Dear FF's, I am a newbie to IVF and have found this site to be so helpful, any concerns that I have had during these past 2 weeks have been answered here.  

I would like to update you all.  I had my egg collection yesterday 8 in total, telephone call this morning stating that 5 were immature   , 3 eggs have fertilised.  If all goes well they are looking to transfer on Thursday.  

Nathalie.


----------



## Deb69Marshy

Congrats nathalie 2010  

I had my egg collection yesterday and out of 6 follicles I had 3 eggs and my call today said that ONLY 1 is good enough to use. I am totally GUTTED     

Hope my one egg continues to grow            

Debs
x


----------



## Monkeymoo

Keeping my fingers crossed for you Nathalie / Debs. I had my 1st IVF cycle in March. They collected 10 eggs but only one was good enough for transfer BUT that little egg is now 23 weeks old. 

Here's plenty of


----------



## Nathalie 2010

Dear Debs,

Positive thoughts go out to you and I   that your little egg keeps on growing !!

Nat


----------



## l.m.m.

Hi ... 

I had 11 eggs collected in March but only 4 suitable for ICSI and 3 fertilised - 2 were replaced and one of those is now doing well and due to arrive in December.   
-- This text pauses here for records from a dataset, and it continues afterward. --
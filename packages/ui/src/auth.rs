//! Authentication context and hooks for the UI.

use dioxus::prelude::*;
use store::models::Admin;
use store::SessionStore;

use crate::session::session;

/// Authentication state for the application.
#[derive(Debug, Clone, PartialEq)]
pub struct AuthState {
    pub admin: Option<Admin>,
    pub loading: bool,
}

impl Default for AuthState {
    fn default() -> Self {
        Self {
            admin: None,
            loading: true,
        }
    }
}

impl AuthState {
    pub fn role(&self) -> Option<store::AdminRole> {
        self.admin.as_ref().map(|a| a.role)
    }
}

/// Get the current authentication state.
/// Returns a signal that updates when the admin logs in or out.
pub fn use_auth() -> Signal<AuthState> {
    use_context::<Signal<AuthState>>()
}

/// Provider component that restores the stored session on mount.
/// Wrap the app with this component to enable authentication state.
#[component]
pub fn AuthProvider(children: Element) -> Element {
    let mut auth_state = use_signal(AuthState::default);

    use_effect(move || {
        let admin = session().load();
        auth_state.set(AuthState {
            admin,
            loading: false,
        });
    });

    use_context_provider(|| auth_state);

    rsx! {
        {children}
    }
}

/// Record a successful login: persist the session and update the context.
pub fn sign_in(auth: &mut Signal<AuthState>, admin: Admin) {
    if let Err(err) = session().save(&admin) {
        tracing::error!("failed to persist session: {err}");
    }
    auth.set(AuthState {
        admin: Some(admin),
        loading: false,
    });
}

/// Clear the stored session and the context.
pub fn sign_out(auth: &mut Signal<AuthState>) {
    session().clear();
    auth.set(AuthState {
        admin: None,
        loading: false,
    });
}

/// Button that signs the current admin out and returns to the login page.
#[component]
pub fn LogoutButton(
    #[props(default = "Logout".to_string())] label: String,
    #[props(default = String::new())] class: String,
) -> Element {
    let mut auth_state = use_auth();

    let onclick = move |_| {
        sign_out(&mut auth_state);
        #[cfg(target_arch = "wasm32")]
        {
            if let Some(window) = web_sys::window() {
                let _ = window.location().set_href("/");
            }
        }
    };

    rsx! {
        button {
            class: "{class}",
            onclick: onclick,
            "{label}"
        }
    }
}
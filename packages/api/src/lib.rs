//! # API crate — typed client for the CMS backend
//!
//! Every mutation and query the panel performs goes through [`ApiClient`],
//! a thin wrapper around `reqwest` that knows the backend's URL layout and
//! its uniform response envelope `{ success, message, data }`.
//!
//! ## Modules
//!
//! | Module | Endpoints |
//! |--------|-----------|
//! | [`admins`] | Registration, login, password change, roster moderation |
//! | [`pages`] | Navigation links and per-page section content |
//! | [`projects`] | Upcoming/past project records |
//! | [`publications`] | Papers and publications |
//! | [`news`] / [`events`] | Newsroom articles and calendar events |
//! | [`feedback`] | Contact-form messages (list, single and bulk delete) |
//! | [`footer`] | The site footer document |
//!
//! Mutating calls resolve to the backend's success message so views can
//! surface it in their response modal; queries resolve to the decoded
//! `data` payload. A response with `success == false` becomes
//! [`ApiError::Rejected`] carrying the backend's message.

use serde::de::DeserializeOwned;
use serde::{Deserialize, Serialize};
use thiserror::Error;

pub mod admins;
pub mod events;
pub mod feedback;
pub mod footer;
pub mod news;
pub mod pages;
pub mod projects;
pub mod publications;

pub use store::forms;

#[derive(Debug, Error)]
pub enum ApiError {
    #[error("request failed: {0}")]
    Transport(#[from] reqwest::Error),
    /// The backend answered with `success: false`; the message is its own.
    #[error("{0}")]
    Rejected(String),
    #[error("malformed response: {0}")]
    Malformed(String),
}

/// The backend's uniform response wrapper.
#[derive(Clone, Debug, Deserialize)]
pub struct Envelope<T> {
    pub success: bool,
    #[serde(default)]
    pub message: Option<String>,
    pub data: Option<T>,
}

/// Handle to the remote CMS API.
#[derive(Clone, Debug)]
pub struct ApiClient {
    http: reqwest::Client,
    base_url: String,
}

// Contexts compare by identity of the configured endpoint.
impl PartialEq for ApiClient {
    fn eq(&self, other: &Self) -> bool {
        self.base_url == other.base_url
    }
}

impl ApiClient {
    pub fn new(base_url: impl Into<String>) -> Self {
        let base_url = base_url.into().trim_end_matches('/').to_string();
        Self {
            http: reqwest::Client::new(),
            base_url,
        }
    }

    pub fn from_config(config: &store::AdminConfig) -> Self {
        Self::new(config.api.base_url.clone())
    }

    /// Client for the endpoint baked in at compile time
    /// (`CMS_API_ENDPOINT`), falling back to the development default.
    pub fn from_env() -> Self {
        Self::new(option_env!("CMS_API_ENDPOINT").unwrap_or(store::DEFAULT_BASE_URL))
    }

    pub fn base_url(&self) -> &str {
        &self.base_url
    }

    pub(crate) fn url(&self, path: &str) -> String {
        format!("{}{}", self.base_url, path)
    }

    async fn decode<T: DeserializeOwned>(
        response: reqwest::Response,
    ) -> Result<Envelope<T>, ApiError> {
        let status = response.status();
        // Error statuses still carry the envelope; fall back to the status
        // line when the body is not one.
        match response.json::<Envelope<T>>().await {
            Ok(envelope) => Ok(envelope),
            Err(_) if !status.is_success() => {
                Err(ApiError::Rejected(format!("server returned {status}")))
            }
            Err(err) => Err(ApiError::Malformed(err.to_string())),
        }
    }

    fn accepted<T>(envelope: Envelope<T>) -> Result<Envelope<T>, ApiError> {
        if envelope.success {
            Ok(envelope)
        } else {
            Err(ApiError::Rejected(
                envelope
                    .message
                    .unwrap_or_else(|| "request rejected".to_string()),
            ))
        }
    }

    /// GET returning the envelope's `data`.
    pub(crate) async fn get_data<T: DeserializeOwned>(&self, path: &str) -> Result<T, ApiError> {
        let response = self.http.get(self.url(path)).send().await?;
        let envelope = Self::accepted(Self::decode::<T>(response).await?)?;
        envelope
            .data
            .ok_or_else(|| ApiError::Malformed("missing data".to_string()))
    }

    /// Send a JSON body and return the decoded, success-checked envelope.
    pub(crate) async fn send_json<T: DeserializeOwned, B: Serialize + ?Sized>(
        &self,
        method: reqwest::Method,
        path: &str,
        body: &B,
    ) -> Result<Envelope<T>, ApiError> {
        let response = self
            .http
            .request(method, self.url(path))
            .json(body)
            .send()
            .await?;
        Self::accepted(Self::decode(response).await?)
    }

    /// Bodyless request (approve/deny/delete style) returning the success
    /// message.
    pub(crate) async fn send_empty(
        &self,
        method: reqwest::Method,
        path: &str,
    ) -> Result<String, ApiError> {
        let response = self.http.request(method, self.url(path)).send().await?;
        let envelope = Self::accepted(Self::decode::<serde_json::Value>(response).await?)?;
        Ok(envelope.message.unwrap_or_default())
    }

    pub(crate) fn message<T>(envelope: Envelope<T>) -> String {
        envelope.message.unwrap_or_default()
    }

    pub(crate) fn data<T>(envelope: Envelope<T>) -> Result<T, ApiError> {
        envelope
            .data
            .ok_or_else(|| ApiError::Malformed("missing data".to_string()))
    }
}

#[cfg(test)]
mod tests {
    use super::*;

    #[test]
    fn base_url_loses_trailing_slash() {
        let client = ApiClient::new("https://cms.example.org/api/v1/");
        assert_eq!(client.base_url(), "https://cms.example.org/api/v1");
        assert_eq!(
            client.url("/admin/alladmins"),
            "https://cms.example.org/api/v1/admin/alladmins"
        );
    }

    #[test]
    fn from_config_uses_configured_endpoint() {
        let mut config = store::AdminConfig::default();
        config.api.base_url = "https://cms.example.org/api/v1".into();
        let client = ApiClient::from_config(&config);
        assert_eq!(client.base_url(), "https://cms.example.org/api/v1");
    }

    #[test]
    fn envelope_decodes_without_message_or_data() {
        let envelope: Envelope<Vec<String>> = serde_json::from_str(r#"{"success": true}"#).unwrap();
        assert!(envelope.success);
        assert!(envelope.message.is_none());
        assert!(envelope.data.is_none());
    }

    #[test]
    fn rejected_envelope_surfaces_backend_message() {
        let envelope: Envelope<()> =
            serde_json::from_str(r#"{"success": false, "message": "Email already in use"}"#)
                .unwrap();
        let err = ApiClient::accepted(envelope).unwrap_err();
        assert_eq!(err.to_string(), "Email already in use");
    }

    #[test]
    fn missing_data_is_malformed() {
        let envelope: Envelope<Vec<String>> =
            serde_json::from_str(r#"{"success": true, "message": "ok"}"#).unwrap();
        assert!(matches!(
            ApiClient::data(envelope),
            Err(ApiError::Malformed(_))
        ));
    }
}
Sending you lots of        Nathalie and Debs.

Louise
x


----------



## alexine

Hello Nat, 
I had EC last week got 10 eggs only 3 went to embies and had them all put back...hang in there. This part is not easy!    

Debs Sending you lots of     for your embie. Hang in there! 
xxA


----------



## Nathalie 2010

Hi Alexane,

I just keep praying that everything is going to be ok and my transfer can go ahead on Thursday. Nobody can really understand what we are all going through or have been through,  hence I find this site to be such a comfort.  

Thanks Alexane.

Nat


----------



## alexine

Hi Nat,
I know...this site has been saving my sanity! All my close friends and family are in Canada....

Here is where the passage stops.